EXERCISE INSTRUCTIONS => Print the records below from the first line through the line containing "pub enum Delivery", both included, word for word.

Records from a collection
■ ■ ■

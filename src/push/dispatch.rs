//! Routes incoming push messages to the open page or to the background worker

use log::debug;
use tokio::sync::{mpsc, Mutex};

use super::{PushMessage, WorkerEvent};
use crate::error::Error;

const FOREGROUND_QUEUE: usize = 32;

/// Where a message ended up
#[derive(Debug, Clone, Copy, PartialEq, Eq)]
pub enum Delivery {
    Foreground,
    Background,
}

/// Mirrors the provider's behaviour: a focused page gets the message on its
/// foreground channel, otherwise the background worker handles it.
pub struct PushDispatcher {
    background: mpsc::Sender<WorkerEvent>,
    foreground: Mutex<Option<mpsc::Sender<PushMessage>>>,
}

impl PushDispatcher {
    pub fn new(background: mpsc::Sender<WorkerEvent>) -> Self {
        Self {
            background,
            foreground: Mutex::new(None),
        }
    }

    /// A page gained focus. Replaces any previous foreground subscriber.
    pub async fn attach_foreground(&self) -> mpsc::Receiver<PushMessage> {
        let (tx, rx) = mpsc::channel(FOREGROUND_QUEUE);
        *self.foreground.lock().await = Some(tx);
        rx
    }

    /// The page lost focus or closed
    pub async fn detach_foreground(&self) {
        self.foreground.lock().await.take();
    }

    /// The foreground lock is only held to pick the target, never across a send.
    pub async fn deliver(&self, message: PushMessage) -> Result<Delivery, Error> {
        let foreground = self.foreground.lock().await.clone();
        if let Some(tx) = foreground {
            match tx.send(message).await {
                Ok(()) => return Ok(Delivery::Foreground),
                Err(mpsc::error::SendError(message)) => {
                    debug!("Foreground listener gone, falling back to background worker");
                    let mut current = self.foreground.lock().await;
                    if current.as_ref().map_or(false, |c| c.same_channel(&tx)) {
                        current.take();
                    }
                    drop(current);
                    return self.deliver_background(message).await;
                }
            }
        }
        self.deliver_background(message).await
    }

    async fn deliver_background(&self, message: PushMessage) -> Result<Delivery, Error> {
        self.background
            .send(WorkerEvent::Push(message))
            .await
            .map_err(|_| Error::push("background worker is not running"))?;
        Ok(Delivery::Background)
    }
}

#[cfg(test)]
mod tests {
    use super::*;
    use std::time::Duration;

    #[tokio::test]
    async fn routes_by_focus() {
        let (bg_tx, mut bg_rx) = mpsc::channel(4);
        let dispatcher = PushDispatcher::new(bg_tx);

        assert_eq!(dispatcher.deliver(PushMessage::new("a", "")).await.unwrap(), Delivery::Background);
        assert!(matches!(bg_rx.recv().await, Some(WorkerEvent::Push(_))));

        let mut fg_rx = dispatcher.attach_foreground().await;
        assert_eq!(dispatcher.deliver(PushMessage::new("b", "")).await.unwrap(), Delivery::Foreground);
        assert_eq!(fg_rx.recv().await.unwrap().title(), Some("b"));

        drop(fg_rx);
        assert_eq!(dispatcher.deliver(PushMessage::new("c", "")).await.unwrap(), Delivery::Background);

        dispatcher.attach_foreground().await;
        dispatcher.detach_foreground().await;
        assert_eq!(dispatcher.deliver(PushMessage::new("d", "")).await.unwrap(), Delivery::Background);
    }

    #[tokio::test]
    async fn full_foreground_queue_does_not_block_detach() {
        let (bg_tx, mut bg_rx) = mpsc::channel(4);
        let dispatcher = std::sync::Arc::new(PushDispatcher::new(bg_tx));
        let fg_rx = dispatcher.attach_foreground().await;

        for _ in 0..FOREGROUND_QUEUE {
            dispatcher.deliver(PushMessage::new("queued", "")).await.unwrap();
        }
        let pending = {
            let dispatcher = dispatcher.clone();
            tokio::spawn(async move { dispatcher.deliver(PushMessage::new("late", "")).await })
        };
        tokio::task::yield_now().await;

        tokio::time::timeout(Duration::from_secs(1), dispatcher.detach_foreground())
            .await
            .unwrap();
        let mut next_page = tokio::time::timeout(Duration::from_secs(1), dispatcher.attach_foreground())
            .await
            .unwrap();

        // The page that stopped reading goes away, the stuck message moves to the worker
        drop(fg_rx);
        let delivery = tokio::time::timeout(Duration::from_secs(1), pending)
            .await
            .unwrap()
            .unwrap()
            .unwrap();
        assert_eq!(delivery, Delivery::Background);
        match bg_rx.recv().await {
            Some(WorkerEvent::Push(message)) => assert_eq!(message.title(), Some("late")),
            _ => panic!("expected the late message on the background worker"),
        }

        // The newer foreground subscriber is still attached
        assert_eq!(dispatcher.deliver(PushMessage::new("x", "")).await.unwrap(), Delivery::Foreground);
        assert_eq!(next_page.recv().await.unwrap().title(), Some("x"));
    }

    #[tokio::test]
    async fn stopped_worker_is_an_error() {
        let (bg_tx, bg_rx) = mpsc::channel(1);
        drop(bg_rx);
        let dispatcher = PushDispatcher::new(bg_tx);
        assert!(matches!(dispatcher.deliver(PushMessage::default()).await, Err(Error::Push(_))));
    }
}
//! In-process event bus between the services and whatever renders them

use tokio::sync::broadcast;

use crate::notifications::Notification;

const EVENT_CAPACITY: usize = 64;

/// Events published by the client services
#[derive(Debug, Clone, PartialEq)]
pub enum AppEvent {
    /// A push message was turned into a temporary notification
    NotificationArrived(Notification),
    /// The stored session was torn down
    SessionInvalidated,
    /// The view should move to the given path
    Navigate(String),
}

/// Bounded broadcast channel for [`AppEvent`]s
#[derive(Debug, Clone)]
pub struct EventBus {
    sender: broadcast::Sender<AppEvent>,
}

impl EventBus {
    pub fn new() -> Self {
        let (sender, _) = broadcast::channel(EVENT_CAPACITY);
        Self { sender }
    }

    /// Subscribe to every event published after this call
    pub fn subscribe(&self) -> broadcast::Receiver<AppEvent> {
        self.sender.subscribe()
    }

    /// Publish an event. Having no subscribers is not an error.
    pub fn publish(&self, event: AppEvent) {
        if let Err(e) = self.sender.send(event) {
            log::trace!("No subscribers for event {:?}", e.0);
        }
    }
}

impl Default for EventBus {
    fn default() -> Self {
        Self::new()
    }
}
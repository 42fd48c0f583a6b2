//! Notification list, foreground push listener and reconciliation

mod center;
mod types;

use crate::error::Error;
use crate::fetch::ApiClient;

pub use center::*;
pub use types::*;

/// Client for the notification endpoints
#[derive(Clone)]
pub struct NotificationsClient {
    api: ApiClient,
}

impl NotificationsClient {
    pub fn new(api: ApiClient) -> Self {
        Self { api }
    }

    /// Authoritative notification list
    pub async fn list(&self) -> Result<Vec<Notification>, Error> {
        self.api.get("/notificaciones").execute().await
    }

    pub async fn mark_read(&self, id: &str) -> Result<(), Error> {
        self.api
            .patch(&format!("/notificaciones/{}/leer", id))
            .execute_empty()
            .await
    }

    /// Associate a push device token with a user (upsert on the backend)
    pub async fn register_device(&self, registration: &DeviceRegistration) -> Result<(), Error> {
        self.api
            .post("/notificaciones/login")
            .json(registration)?
            .execute_empty()
            .await
    }
}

■ ■ ■

WRITTEN ANSWER =>
filename src/push/dispatch.rs
//! Routes incoming push messages to the open page or to the background worker

use log::debug;
use tokio::sync::{mpsc, Mutex};

use super::{PushMessage, WorkerEvent};
use crate::error::Error;

const FOREGROUND_QUEUE: usize = 32;

/// Where a message ended up
#[derive(Debug, Clone, Copy, PartialEq, Eq)]
pub enum Delivery {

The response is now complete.